My teenage years were filled with secrets, and not just the usual kind about who likes who. Painful secrets lived right beneath my shirtsleeves. My friends knew about them; some of them kept the same secrets and others just didn’t know how to help. My parents didn’t find out until my senior year of high school when one day, the pressures of my life became too much. I finally broke down, stripped off the old Army jacket I always wore, and revealed the multitude of scars, scabs, and cuts that covered my arms.

I’d been cutting myself since the age of 12 when I’d accidentally snagged my arm on a nail at stage crew while I was upset one day. Strangely, instead of hurting, the cut felt like a release for all the dark emotions I’d been bottling up. For the next 10 years, when I hurt on the inside, I chose to hurt myself on the outside, too, hoping that I could physically drain my pain and depression.

It’s still scary to speak about this so publicly. I’ve done so on my blog and through my novel, but why bring it to the Forest Park Review?

Because you should know that Forest Park isn’t just home to unique storefronts and cozy pubs. An amazing woman named Karen Conterio lives here. Back in 1985, she founded an organization called SAFE (Self Abuse Finally Ends) Alternatives, a nationally recognized treatment program for self-injurers.

Karen is a certified group facilitator with a background in substance abuse. When it came time to do her clinical work, she wanted to do something new. She contacted a psychiatrist at a Chicago hospital who treated self-mutilators and asked for referrals. At first, she only had one client, not nearly enough for a group, so Karen reached out to the media including AM Chicago, which had a brand new host – Oprah Winfrey.

Before long, Karen was on the Phil Donahue show doing the first national TV program on self-injury. She’d been introduced to Wendy Lader, who became her business partner and they’d been asked to write up a treatment plan.

“We didn’t reinvent the wheel,” Karen told me over coffee. “We just rearranged it.” At the time, those that self-injured were in psychiatric wards for up to two years. SAFE Alternatives’ 30-day program “was considered radical.”

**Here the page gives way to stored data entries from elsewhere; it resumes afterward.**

//! Relationship filters.
//!
//! A filter scopes a read to entries that are (or are not) related to one
//! identifier under one relationship key. Filters are plain values; the
//! store intersects every filter it is given.

use serde::{Deserialize, Serialize};

/// Whether a filter keeps or drops related entries.
#[derive(Debug, Clone, Copy, PartialEq, Eq, Hash, Serialize, Deserialize)]
#[serde(rename_all = "camelCase")]
pub enum Polarity {
    /// Keep entries related to the identifier.
    Include,
    /// Keep entries not related to the identifier.
    Exclude,
}

/// A relationship filter.
#[derive(Debug, Clone, PartialEq, Eq, Hash, Serialize, Deserialize)]
pub struct Filter {
    #[serde(rename = "relationshipKey")]
    relationship_key: String,
    #[serde(rename = "relationshipID")]
    relationship_id: String,
    polarity: Polarity,
}

impl Filter {
    /// Keeps entries related to `relationship_id` under `relationship_key`.
    pub fn matching(relationship_key: impl Into<String>, relationship_id: impl Into<String>) -> Self {
        Self {
            relationship_key: relationship_key.into(),
            relationship_id: relationship_id.into(),
            polarity: Polarity::Include,
        }
    }

    /// Keeps entries not related to `relationship_id` under `relationship_key`.
    pub fn inverse_matching(
        relationship_key: impl Into<String>,
        relationship_id: impl Into<String>,
    ) -> Self {
        Self {
            relationship_key: relationship_key.into(),
            relationship_id: relationship_id.into(),
            polarity: Polarity::Exclude,
        }
    }

    /// The relationship key this filter targets.
    #[must_use]
    pub fn relationship_key(&self) -> &str {
        &self.relationship_key
    }

    /// The relationship identifier this filter targets.
    #[must_use]
    pub fn relationship_id(&self) -> &str {
        &self.relationship_id
    }

    /// Include or exclude.
    #[must_use]
    pub fn polarity(&self) -> Polarity {
        self.polarity
    }

    /// Returns true for inverse filters.
    #[must_use]
    pub fn is_inverse(&self) -> bool {
        self.polarity == Polarity::Exclude
    }

    /// Decides an entry given whether it is related to the target.
    #[must_use]
    pub fn accepts(&self, related: bool) -> bool {
        match self.polarity {
            Polarity::Include => related,
            Polarity::Exclude => !related,
        }
    }
}

#[cfg(test)]
mod tests {
    use super::*;

    #[test]
    fn match_accepts_related_only() {
        let filter = Filter::matching("users", "00000001");
        assert!(filter.accepts(true));
        assert!(!filter.accepts(false));
        assert!(!filter.is_inverse());
    }

    #[test]
    fn inverse_match_accepts_unrelated_only() {
        let filter = Filter::inverse_matching("users", "00000001");
        assert!(!filter.accepts(true));
        assert!(filter.accepts(false));
        assert_eq!(filter.polarity(), Polarity::Exclude);
    }

    #[test]
    fn filters_with_same_target_differ_by_polarity() {
        assert_ne!(
            Filter::matching("users", "7"),
            Filter::inverse_matching("users", "7")
        );
        assert_eq!(Filter::matching("users", "7"), Filter::matching("users", "7"));
    }

    #[test]
    fn serialized_field_names() {
        let json = serde_json::to_value(Filter::matching("groups", "00000003")).unwrap();
        assert_eq!(json["relationshipKey"], "groups");
        assert_eq!(json["relationshipID"], "00000003");
        assert_eq!(json["polarity"], "include");
    }
}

One of the key elements is that it’s voluntary. Patients are allowed access to their sharps, such as razors for shaving. Karen says that the theory behind the program is “we can’t keep you safe, but hopefully you will utilize us to get past the impulses.”

Karen believes that part of the reason for cutting is an inability to verbally communicate thoughts and feelings. That was something I had to learn on my own and perhaps if I had discovered SAFE when I was younger, I would have learned to express and cope with my emotions in a healthy way sooner.

You can learn more about SAFE Alternatives by visiting www.selfinjury.com or calling 1-800-DONT-CUT (366-8288). They even have manuals available for school professionals. Currently, there’s a waiting list of 300 people for their inpatient program and they are in the process of finding a hospital to host it. But outpatient help is available right in our own back yard. Karen runs a Tuesday night group therapy program in Forest Park. Whether this is something that you or a loved one needs, we should be proud to have SAFE Alternatives here because it means that for many adults and adolescents our town is a place of hope and healing.